I believe it was an answer to a question posted right above it???


----------



## SunCzarina

*Re: 8 week old puppy walks funny... video added*

Yes - people keep bringing up and it's making me a bit nuts becuase the OP already has the puppy and has stated several times that she thought she did her homework. The OP obviously understands that now but at this point, what is raggin on the breeder doing to help the pup?

I personally think it's going to make the OP shy away from this board where she could get some great help for her pup - the OP a first time GSD owner...


----------



## kleinenHain

*Re: 8 week old puppy walks funny... video added*

I agree with Jenn. Nothing you say about the breeder is going to help the pup.


I had a pup that had pano so bad he couldnt even walk for months. this started at 10 plus weeks ended about 5 or 6 months. once he hit 6 months I took him and had his hips xrayed they came back from OFA Excellent. 

Not saying this pup might have pano but....


----------



## LisaT

*Re: 8 week old puppy walks funny... video added*

Let's keep this health related and productive so that we can provide help and support. You guys can debate the finer points of breeding over on the breeder boards if you want to continue that line of thought. 

When I had a vet that destroyed my dog's immune system for life, it just made me ill and physically nauseous when I thought about it, at least when I wasn't blind with anger. That stuff isn't productive here. What is productive is finding a way to proovide support for newpup and for Scout. She is one heck of a cute pup. 

Newpup, do you know what your next step is?


----------



## newpuppyfor6

*Re: 8 week old puppy walks funny... video added*

first, Scout is running around like a maniac and I think she's doing even better today. 

Second, in defense of the breeder, my husband said that he thought he remembered reading this was accidental. Which would explain why the young dog had puppies, because to me the breeder seems really smart and knowledgeable. So (general)you can stop commenting on the breeders ethics, because no one knows the whole story. 

I'm not sure of our plans.... if Scout continues to improve, great. If not, my husband wants to send her back. 

We didn't buy the puppy clueless about the costs of raising a dog. Obviously, Odin is on $90/bag food and eats 16 cups a day. He has allergen injections and had to undergo extensive testing. We take care of our pets, and are prepared to pay for veterinary care when our pets need it. But this is something we shouldn't be faced with immediately.

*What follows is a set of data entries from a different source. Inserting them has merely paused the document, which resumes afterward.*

// Copyright (C) 2024 Michael Wilson <mike@mdwn.dev>
//
// This program is free software: you can redistribute it and/or modify it under
// the terms of the GNU General Public License as published by the Free Software
// Foundation, version 3.
//
// This program is distributed in the hope that it will be useful, but WITHOUT
// ANY WARRANTY; without even the implied warranty of MERCHANTABILITY or FITNESS
// FOR A PARTICULAR PURPOSE. See the GNU General Public License for more details.
//
// You should have received a copy of the GNU General Public License along with
// this program. If not, see <https://www.gnu.org/licenses/>.
//
use std::sync::{Arc, Condvar, Mutex};
use std::time::Duration;

/// Represents the current cancel state.
#[derive(PartialEq)]
enum CancelState {
    Untouched,
    Cancelled,
}

/// A cancel handle is handed to an engine worker when a sound starts playing.
/// It's the worker's responsibility to observe cancellation between its timed
/// waits.
#[derive(Clone)]
pub struct CancelHandle {
    /// Set once the underlying operation should be cancelled.
    cancelled: Arc<Mutex<CancelState>>,
    /// The condvar will handle notification of cancelling.
    condvar: Arc<Condvar>,
}

impl CancelHandle {
    /// Creates a new cancel handle.
    pub fn new() -> CancelHandle {
        CancelHandle {
            cancelled: Arc::new(Mutex::new(CancelState::Untouched)),
            condvar: Arc::new(Condvar::new()),
        }
    }

    /// Returns true if the handle has been cancelled.
    pub fn is_cancelled(&self) -> bool {
        *self.cancelled.lock().expect("Error getting lock") == CancelState::Cancelled
    }

    /// Sleeps for the given duration, waking early on cancellation. Returns
    /// true if the handle was cancelled before the timeout elapsed.
    pub fn wait_for(&self, timeout: Duration) -> bool {
        let guard = self.cancelled.lock().expect("Error getting lock");
        let (guard, _) = self
            .condvar
            .wait_timeout_while(guard, timeout, |cancelled| {
                *cancelled == CancelState::Untouched
            })
            .expect("Error getting lock");

        *guard == CancelState::Cancelled
    }

    /// Cancels the underlying operation and wakes any waiting worker.
    pub fn cancel(&self) {
        let mut cancel_state = self.cancelled.lock().expect("Error getting lock");
        if *cancel_state == CancelState::Untouched {
            *cancel_state = CancelState::Cancelled;
            self.condvar.notify_all();
        }
    }
}

#[cfg(test)]
mod test {
    use std::thread;
    use std::time::Duration;

    use super::*;

    #[test]
    fn test_cancel_handle_cancelled() {
        let cancel_handle = CancelHandle::new();
        assert!(!cancel_handle.is_cancelled());

        let join = {
            let cancel_handle = cancel_handle.clone();
            thread::spawn(move || cancel_handle.wait_for(Duration::from_secs(30)))
        };

        cancel_handle.cancel();
        assert!(join.join().expect("Error joining thread"));
        assert!(cancel_handle.is_cancelled());
    }

    #[test]
    fn test_cancel_handle_timeout() {
        let cancel_handle = CancelHandle::new();

        // The wait should elapse without a cancellation.
        assert!(!cancel_handle.wait_for(Duration::from_millis(10)));
        assert!(!cancel_handle.is_cancelled());
    }
}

And it's not something that my husband is willing to shell out the money for. Especially if we paid for a healthy puppy and didn't get one. (AND I hope she's just quirky and continues to get better... I am hopeful, but realistic too.)


----------



## RebelGSD

*Re: 8 week old puppy walks funny... video added*

I think it would be best to negotiate the timeframe to return the pup and in the meantime wait and pray that the problem goes away. The pup does not appear to be in pain, it is happy; hopefully this is a developmental phase that will go away.
Best wishes to the baby and the family.


----------



## newpuppyfor6

*Re: 8 week old puppy walks funny... video added*

The radiologist found a small femoral fracture, so it seems we won't need to see neuro!
BUT... 
Our vet ordered her to a few weeks of kennel rest. And also said that we could see an orthopedic surgeon. Said that if it's on the growth plate and doesn't heal correctly, she might have a bone growth problem on that leg which can lead to arthritis and hip problems later. He said an option was a surgery where pins are placed....

Does anyone have any experience there?


----------



## RebelGSD

*Re: 8 week old puppy walks funny... video added*

Maybe you can send the x-rays for an ortho consult? The ortho specialist should be able to tell you whether surgery is needed. If it is a fracture, I would definitely keep her still especially off the stairs.


----------



## SunCzarina

*Re: 8 week old puppy walks funny... video added*

I'm glad she seems better today and you found the problem! Did the vet suggest casting her leg or just try to keep her quiet? 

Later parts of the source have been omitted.